**SUPPLIED DATA:**
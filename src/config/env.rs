//! Environment variable configuration
//!
//! Provides environment variable overrides for the stack file.

use std::env;

use super::StackConfig;

/// Environment variable prefix
const ENV_PREFIX: &str = "KEEL";

/// Overrides read from environment variables
#[derive(Clone, Debug, Default)]
pub struct EnvConfig {
    /// Project from KEEL_PROJECT_ID
    pub project_id: Option<String>,
    /// Region from KEEL_REGION
    pub region: Option<String>,
    /// Stack from KEEL_STACK
    pub stack: Option<String>,
    /// Cluster name from KEEL_CLUSTER_NAME
    pub cluster_name: Option<String>,
    /// Comma-separated CIDR blocks from KEEL_AUTHORIZED_NETWORKS
    pub authorized_networks: Option<Vec<String>>,
}

impl EnvConfig {
    /// Load overrides from the process environment
    pub fn load() -> Self {
        Self::from_lookup(|key| env::var(key).ok())
    }

    /// Load overrides through a lookup function
    pub fn from_lookup<F>(lookup: F) -> Self
    where
        F: Fn(&str) -> Option<String>,
    {
        let get = |name: &str| {
            lookup(&format!("{}_{}", ENV_PREFIX, name)).filter(|v| !v.trim().is_empty())
        };

        Self {
            project_id: get("PROJECT_ID"),
            region: get("REGION"),
            stack: get("STACK"),
            cluster_name: get("CLUSTER_NAME"),
            authorized_networks: get("AUTHORIZED_NETWORKS").map(|v| {
                v.split(',')
                    .map(str::trim)
                    .filter(|s| !s.is_empty())
                    .map(String::from)
                    .collect()
            }),
        }
    }

    /// Check if any override is set
    pub fn has_any(&self) -> bool {
        self.project_id.is_some()
            || self.region.is_some()
            || self.stack.is_some()
            || self.cluster_name.is_some()
            || self.authorized_networks.is_some()
    }

    /// Apply overrides on top of a loaded configuration
    pub fn apply(&self, config: &mut StackConfig) {
        if !self.has_any() {
            return;
        }
        tracing::debug!("Applying {}_* environment overrides", ENV_PREFIX);

        if let Some(project_id) = &self.project_id {
            config.project_id = project_id.clone();
        }
        if let Some(region) = &self.region {
            config.region = region.clone();
        }
        if let Some(stack) = &self.stack {
            config.stack = stack.clone();
        }
        if let Some(name) = &self.cluster_name {
            config.cluster.name = name.clone();
        }
        if let Some(networks) = &self.authorized_networks {
            config.cluster.authorized_networks = networks.clone();
        }
    }
}

#[cfg(test)]
mod tests {
    use super::*;
    use crate::config::ClusterVariant;
    use std::collections::HashMap;

    fn lookup(vars: &[(&str, &str)]) -> impl Fn(&str) -> Option<String> {
        let vars: HashMap<String, String> = vars
            .iter()
            .map(|(k, v)| (k.to_string(), v.to_string()))
            .collect();
        move |key: &str| vars.get(key).cloned()
    }

    #[test]
    fn test_empty_environment() {
        let env = EnvConfig::from_lookup(lookup(&[]));
        assert!(!env.has_any());
    }

    #[test]
    fn test_overrides_apply() {
        let env = EnvConfig::from_lookup(lookup(&[
            ("KEEL_PROJECT_ID", "go-gke-gsm-pulumi"),
            ("KEEL_STACK", "prod"),
            ("KEEL_AUTHORIZED_NETWORKS", "198.51.100.7/32, 203.0.113.0/24,"),
            ("KEEL_REGION", "  "),
        ]));

        let mut config =
            StackConfig::example(ClusterVariant::default(), vec!["10.0.0.0/8".to_string()]);
        env.apply(&mut config);

        assert_eq!(config.project_id, "go-gke-gsm-pulumi");
        assert_eq!(config.stack, "prod");
        assert_eq!(config.region, "us-central1");
        assert_eq!(
            config.cluster.authorized_networks,
            vec!["198.51.100.7/32", "203.0.113.0/24"]
        );
    }
}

**TASK INSTRUCTIONS:**
Without altering anything, print all of the data again.

**RESULT OF THIS EXERCISE:**
filename src/config/env.rs
//! Environment variable configuration
//!
//! Provides environment variable overrides for the stack file.

use std::env;

use super::StackConfig;

/// Environment variable prefix
const ENV_PREFIX: &str = "KEEL";

/// Overrides read from environment variables
#[derive(Clone, Debug, Default)]
pub struct EnvConfig {
    /// Project from KEEL_PROJECT_ID
    pub project_id: Option<String>,
    /// Region from KEEL_REGION
    pub region: Option<String>,
    /// Stack from KEEL_STACK
    pub stack: Option<String>,
    /// Cluster name from KEEL_CLUSTER_NAME
    pub cluster_name: Option<String>,
    /// Comma-separated CIDR blocks from KEEL_AUTHORIZED_NETWORKS
    pub authorized_networks: Option<Vec<String>>,
}

impl EnvConfig {
    /// Load overrides from the process environment
    pub fn load() -> Self {
        Self::from_lookup(|key| env::var(key).ok())
    }

    /// Load overrides through a lookup function
    pub fn from_lookup<F>(lookup: F) -> Self
    where
        F: Fn(&str) -> Option<String>,
    {
        let get = |name: &str| {
            lookup(&format!("{}_{}", ENV_PREFIX, name)).filter(|v| !v.trim().is_empty())
        };

        Self {
            project_id: get("PROJECT_ID"),
            region: get("REGION"),
            stack: get("STACK"),
            cluster_name: get("CLUSTER_NAME"),
            authorized_networks: get("AUTHORIZED_NETWORKS").map(|v| {
                v.split(',')
                    .map(str::trim)
                    .filter(|s| !s.is_empty())
                    .map(String::from)
                    .collect()
            }),
        }
    }

    /// Check if any override is set
    pub fn has_any(&self) -> bool {
        self.project_id.is_some()
            || self.region.is_some()
            || self.stack.is_some()
            || self.cluster_name.is_some()
            || self.authorized_networks.is_some()
    }

    /// Apply overrides on top of a loaded configuration
    pub fn apply(&self, config: &mut StackConfig) {
        if !self.has_any() {
            return;
        }
        tracing::debug!("Applying {}_* environment overrides", ENV_PREFIX);

        if let Some(project_id) = &self.project_id {
            config.project_id = project_id.clone();
        }
        if let Some(region) = &self.region {
            config.region = region.clone();
        }
        if let Some(stack) = &self.stack {
            config.stack = stack.clone();
        }
        if let Some(name) = &self.cluster_name {
            config.cluster.name = name.clone();
        }
        if let Some(networks) = &self.authorized_networks {
            config.cluster.authorized_networks = networks.clone();
        }
    }
}

#[cfg(test)]
mod tests {
    use super::*;
    use crate::config::ClusterVariant;
    use std::collections::HashMap;

    fn lookup(vars: &[(&str, &str)]) -> impl Fn(&str) -> Option<String> {
        let vars: HashMap<String, String> = vars
            .iter()
            .map(|(k, v)| (k.to_string(), v.to_string()))
            .collect();
        move |key: &str| vars.get(key).cloned()
    }

    #[test]
    fn test_empty_environment() {
        let env = EnvConfig::from_lookup(lookup(&[]));
        assert!(!env.has_any());
    }

    #[test]
    fn test_overrides_apply() {
        let env = EnvConfig::from_lookup(lookup(&[
            ("KEEL_PROJECT_ID", "go-gke-gsm-pulumi"),
            ("KEEL_STACK", "prod"),
            ("KEEL_AUTHORIZED_NETWORKS", "198.51.100.7/32, 203.0.113.0/24,"),
            ("KEEL_REGION", "  "),
        ]));

        let mut config =
            StackConfig::example(ClusterVariant::default(), vec!["10.0.0.0/8".to_string()]);
        env.apply(&mut config);

        assert_eq!(config.project_id, "go-gke-gsm-pulumi");
        assert_eq!(config.stack, "prod");
        assert_eq!(config.region, "us-central1");
        assert_eq!(
            config.cluster.authorized_networks,
            vec!["198.51.100.7/32", "203.0.113.0/24"]
        );
    }
}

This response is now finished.